[DATA FOR REVIEW]
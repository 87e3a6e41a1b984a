//! Item validation rules and partial-update merge semantics.
//!
//! Handlers and the repository layer never write a record that has not
//! passed through [`validate_item`]. Updates are expressed as an
//! [`ItemPatch`] which is merged onto the stored record first, so the rule
//! set always sees a whole candidate record.

use serde::{Deserialize, Deserializer};
use validator::{Validate, ValidationErrors};

use crate::error::{CoreError, FieldError};

// ---------------------------------------------------------------------------
// Constants
// ---------------------------------------------------------------------------

/// Maximum length of an item name, in characters.
pub const MAX_NAME_LEN: u64 = 100;

/// Smallest quantity an item may hold.
pub const MIN_QUANTITY: i32 = 0;

pub const NAME_REQUIRED: &str = "Name is required";
pub const NAME_TOO_LONG: &str = "Name cannot exceed 100 characters";
pub const QUANTITY_REQUIRED: &str = "Quantity is required";
pub const QUANTITY_NEGATIVE: &str = "Quantity cannot be negative";
pub const SKU_TAKEN: &str = "SKU already exists";

// ---------------------------------------------------------------------------
// Candidate record
// ---------------------------------------------------------------------------

/// A candidate item as supplied by a client or produced by a merge.
///
/// Every field is optional here. The bound checks below only run on
/// present values; presence of `name` and `quantity` is checked by
/// [`validate_item`].
#[derive(Debug, Clone, Default, PartialEq, Eq, Deserialize, Validate)]
pub struct ItemDraft {
    #[validate(length(max = MAX_NAME_LEN))]
    pub name: Option<String>,
    #[validate(range(min = MIN_QUANTITY))]
    pub quantity: Option<i32>,
    pub location: Option<String>,
    pub description: Option<String>,
    pub sku: Option<String>,
    pub category: Option<String>,
}

impl ItemDraft {
    /// Trim every string field and drop the ones left empty.
    fn normalized(self) -> Self {
        Self {
            name: normalize_text(self.name),
            quantity: self.quantity,
            location: normalize_text(self.location),
            description: normalize_text(self.description),
            sku: normalize_text(self.sku),
            category: normalize_text(self.category),
        }
    }
}

fn normalize_text(value: Option<String>) -> Option<String> {
    value
        .map(|s| s.trim().to_string())
        .filter(|s| !s.is_empty())
}

/// An item that satisfied every rule and is ready to be written.
#[derive(Debug, Clone, PartialEq, Eq)]
pub struct ValidItem {
    pub name: String,
    pub quantity: i32,
    pub location: Option<String>,
    pub description: Option<String>,
    pub sku: Option<String>,
    pub category: Option<String>,
}

/// Apply the rule set to a candidate record.
///
/// String fields are trimmed first (an empty string counts as absent). On
/// failure every violated field is reported, ordered by field name.
pub fn validate_item(draft: ItemDraft) -> Result<ValidItem, CoreError> {
    let draft = draft.normalized();
    let mut errors = match draft.validate() {
        Ok(()) => Vec::new(),
        Err(report) => collect_field_errors(&report),
    };
    if draft.name.is_none() {
        errors.push(FieldError::new("name", NAME_REQUIRED));
    }
    if draft.quantity.is_none() {
        errors.push(FieldError::new("quantity", QUANTITY_REQUIRED));
    }

    match draft {
        ItemDraft {
            name: Some(name),
            quantity: Some(quantity),
            location,
            description,
            sku,
            category,
        } if errors.is_empty() => Ok(ValidItem {
            name,
            quantity,
            location,
            description,
            sku,
            category,
        }),
        _ => {
            errors.sort_by(|a, b| a.field.cmp(&b.field));
            Err(CoreError::InvalidFields(errors))
        }
    }
}

fn collect_field_errors(report: &ValidationErrors) -> Vec<FieldError> {
    report
        .field_errors()
        .into_iter()
        .flat_map(|(field, errs)| {
            let field = field.to_string();
            errs.iter()
                .map(move |e| FieldError::new(field.clone(), rule_message(&field, &e.code)))
        })
        .collect()
}

/// Map a failed bound check (validator's rule code) to its client message.
fn rule_message(field: &str, code: &str) -> String {
    match (field, code) {
        ("name", "length") => NAME_TOO_LONG.to_string(),
        ("quantity", "range") => QUANTITY_NEGATIVE.to_string(),
        _ => format!("{field} is invalid"),
    }
}

// ---------------------------------------------------------------------------
// Partial updates
// ---------------------------------------------------------------------------

/// One field of a partial update.
///
/// A key missing from the JSON body is `Absent` and keeps the stored value;
/// an explicit `null` clears it; anything else overwrites it. Fields using
/// this type must be annotated `#[serde(default)]` so that missing keys
/// deserialize to `Absent`.
#[derive(Debug, Clone, PartialEq, Eq)]
pub enum Patch<T> {
    Absent,
    Null,
    Value(T),
}

impl<T> Default for Patch<T> {
    fn default() -> Self {
        Patch::Absent
    }
}

impl<T> Patch<T> {
    /// Resolve this patch against the current value.
    pub fn apply(self, current: Option<T>) -> Option<T> {
        match self {
            Patch::Absent => current,
            Patch::Null => None,
            Patch::Value(v) => Some(v),
        }
    }
}

impl<'de, T: Deserialize<'de>> Deserialize<'de> for Patch<T> {
    fn deserialize<D>(deserializer: D) -> Result<Self, D::Error>
    where
        D: Deserializer<'de>,
    {
        Option::<T>::deserialize(deserializer).map(|v| v.map_or(Patch::Null, Patch::Value))
    }
}

/// A partial update to an item. Unknown keys (e.g. `id`, `createdAt`) are
/// ignored so clients can send back a record they previously fetched.
#[derive(Debug, Clone, Default, PartialEq, Eq, Deserialize)]
#[serde(default)]
pub struct ItemPatch {
    pub name: Patch<String>,
    pub quantity: Patch<i32>,
    pub location: Patch<String>,
    pub description: Patch<String>,
    pub sku: Patch<String>,
    pub category: Patch<String>,
}

impl ItemPatch {
    /// Merge this patch onto an existing record, producing a new candidate.
    pub fn apply_to(self, base: ItemDraft) -> ItemDraft {
        ItemDraft {
            name: self.name.apply(base.name),
            quantity: self.quantity.apply(base.quantity),
            location: self.location.apply(base.location),
            description: self.description.apply(base.description),
            sku: self.sku.apply(base.sku),
            category: self.category.apply(base.category),
        }
    }
}

// ---------------------------------------------------------------------------
// Tests
// ---------------------------------------------------------------------------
[/DATA FOR REVIEW]
> WORK INSTRUCTION
Copy out the entries above exactly as given, starting at the top and ending with the line containing "pub const NAME_TOO_LONG: &str"; include both and nothing more.

> SOLUTION TO THIS EXERCISE
repository 87e3a6e41a1b984a
//! Item validation rules and partial-update merge semantics.
//!
//! Handlers and the repository layer never write a record that has not
//! passed through [`validate_item`]. Updates are expressed as an
//! [`ItemPatch`] which is merged onto the stored record first, so the rule
//! set always sees a whole candidate record.

use serde::{Deserialize, Deserializer};
use validator::{Validate, ValidationErrors};

use crate::error::{CoreError, FieldError};

// ---------------------------------------------------------------------------
// Constants
// ---------------------------------------------------------------------------

/// Maximum length of an item name, in characters.
pub const MAX_NAME_LEN: u64 = 100;

/// Smallest quantity an item may hold.
pub const MIN_QUANTITY: i32 = 0;

pub const NAME_REQUIRED: &str = "Name is required";
pub const NAME_TOO_LONG: &str = "Name cannot exceed 100 characters";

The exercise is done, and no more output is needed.